DSC studies indicate that beeswax melts over a relatively wide temperature
range, with the onset of melting occurring at a temperature well below the
temperature at which melting is first observed visually. For example,
Apis species wax begins melting at approximately 37°C although
capillary tube measurements describe the melting point onset at about
61°C. Honeybees actively maintain ambient nest temperatures between 34 and
35°C via evaporative cooling and other methods
(Seeley and Heinrich, 1981).
Not only are the animals themselves sensitive to temperatures above 35°C
(Hepburn, 1986) but also the
wax that forms their nest actually begins to melt at these temperatures, as
evidenced by the DSC thermograms. The low onset of melting also illuminates
previous findings regarding the mechanical properties of honeybee waxes.

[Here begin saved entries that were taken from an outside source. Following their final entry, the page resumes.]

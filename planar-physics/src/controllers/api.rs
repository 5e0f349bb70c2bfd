// Copyright 2025 John Brosnihan
//
// Licensed under the Apache License, Version 2.0 (the "License");
// you may not use this file except in compliance with the License.
// You may obtain a copy of the License at
//
//     http://www.apache.org/licenses/LICENSE-2.0
//
// Unless required by applicable law or agreed to in writing, software
// distributed under the License is distributed on an "AS IS" BASIS,
// WITHOUT WARRANTIES OR CONDITIONS OF ANY KIND, either express or implied.
// See the License for the specific language governing permissions and
// limitations under the License.
//! Controller API traits and context
//!
//! Controllers are the extension point for forces that do not come from
//! constraints: buoyancy, attractors, wind and the like. They run at the
//! start of every [`World::step`](crate::World::step), before islands are
//! built, and act on bodies only by applying forces and torques.
//!
//! # Contracts
//!
//! Controllers must:
//! - Tolerate handles to bodies that have since been destroyed (skip them)
//! - Not depend on the order of bodies returned by the context
//! - Not create circular dependencies with other controllers

use std::any::Any;

use crate::dynamics::{Arena, Body, BodyHandle};
use crate::math::Vec2;

/// Version of the controller API
///
/// This version must match between the engine and controllers to ensure
/// compatibility. Format: MAJOR.MINOR.PATCH following semantic versioning.
pub const CONTROLLER_API_VERSION: &str = "0.1.0";

/// Context provided to controllers with scoped access to the world's bodies
///
/// Bodies can be read and have forces applied, but cannot be created or
/// destroyed, so the body set is stable for the duration of a controller
/// pass.
pub struct ControllerContext<'a> {
    bodies: &'a mut Arena<Body>,
    gravity: Vec2,
    timestep: f64,
    time: f64,
}

impl<'a> ControllerContext<'a> {
    /// Create a new controller context
    ///
    /// This is only callable by the engine, not by controllers.
    pub(crate) fn new(bodies: &'a mut Arena<Body>, gravity: Vec2, timestep: f64, time: f64) -> Self {
        ControllerContext {
            bodies,
            gravity,
            timestep,
            time,
        }
    }

    /// World gravity
    pub fn gravity(&self) -> Vec2 {
        self.gravity
    }

    /// Duration of the step about to be taken
    pub fn timestep(&self) -> f64 {
        self.timestep
    }

    /// Simulated time at the start of this step
    pub fn time(&self) -> f64 {
        self.time
    }

    /// Look up a body
    pub fn body(&self, handle: BodyHandle) -> Option<&Body> {
        self.bodies.get(handle.raw())
    }

    /// Look up a body for applying forces
    pub fn body_mut(&mut self, handle: BodyHandle) -> Option<&mut Body> {
        self.bodies.get_mut(handle.raw())
    }

    /// Get a snapshot of all body handles in creation order
    pub fn body_handles(&self) -> Vec<BodyHandle> {
        self.bodies
            .iter()
            .map(|(raw, _)| BodyHandle::from_raw(raw))
            .collect()
    }

    /// Iterate over all bodies
    pub fn bodies(&self) -> impl Iterator<Item = (BodyHandle, &Body)> + '_ {
        self.bodies
            .iter()
            .map(|(raw, body)| (BodyHandle::from_raw(raw), body))
    }

    /// Number of bodies in the world
    pub fn body_count(&self) -> usize {
        self.bodies.len()
    }

    /// Get the number of threads available for parallel execution
    ///
    /// Returns 1 if the parallel feature is disabled.
    pub fn thread_count(&self) -> usize {
        #[cfg(feature = "parallel")]
        {
            rayon::current_num_threads()
        }
        #[cfg(not(feature = "parallel"))]
        {
            1
        }
    }
}

/// Lifecycle hooks for controllers
///
/// Controllers implement these methods to initialize, update, and clean up
/// their state. Hook errors are plain messages; the registry wraps them in
/// [`PhysicsError::Controller`](crate::PhysicsError::Controller) together
/// with the controller name.
pub trait Controller: Send + Sync {
    /// Get the name of this controller
    ///
    /// Must be unique across all controllers registered with a world.
    fn name(&self) -> &str;

    /// Get the version of this controller
    fn version(&self) -> &str;

    /// Get the controller API version this controller was built against
    fn api_version(&self) -> &str {
        CONTROLLER_API_VERSION
    }

    /// Names of controllers that must run before this one
    fn dependencies(&self) -> Vec<&str> {
        Vec::new()
    }

    /// Called once before the first update
    fn initialize(&mut self, _context: &ControllerContext) -> Result<(), String> {
        Ok(())
    }

    /// Apply this controller's forces for the coming step
    fn update(&mut self, context: &mut ControllerContext) -> Result<(), String>;

    /// Called once when the controller is removed or the world is dropped
    fn shutdown(&mut self) -> Result<(), String> {
        Ok(())
    }

    /// Allow downcasting to concrete controller types
    fn as_any(&self) -> &dyn Any;

    /// Allow mutable downcasting to concrete controller types
    fn as_any_mut(&mut self) -> &mut dyn Any;
}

Hepburn et al. (Hepburn et al.,
1983) found that the weight of wax comb loaded with honey, pollen
and larvae would exceed the yield strength of beeswax above 40°C. This is
due to the fact that strength properties significantly decrease as material
temperature increases and the sample reaches the onset of melting.
Hypothesis 2: the thermal properties of the waxes are more similar within taxonomic group than between groups
Published capillary melting points for beeswax and characteristic beeswax
components are listed in Table
1. Waxes with higher melting points probably contain relatively
higher amounts of saturated compounds, polar compounds, higher molecular
weight compounds, or all three. Well-known physico-chemical phenomena affect
the thermal properties of multicomponent materials such as beeswax. Mixing a
pure component with even trace amounts of another component lowers the melting
point of the mixture (Callister,
2007). Additionally, solvents absorbed into wax may result in
significantly lower wax melting points. Alkenes, which are present in beeswax
and are liquid at ambient temperatures, could serve this function.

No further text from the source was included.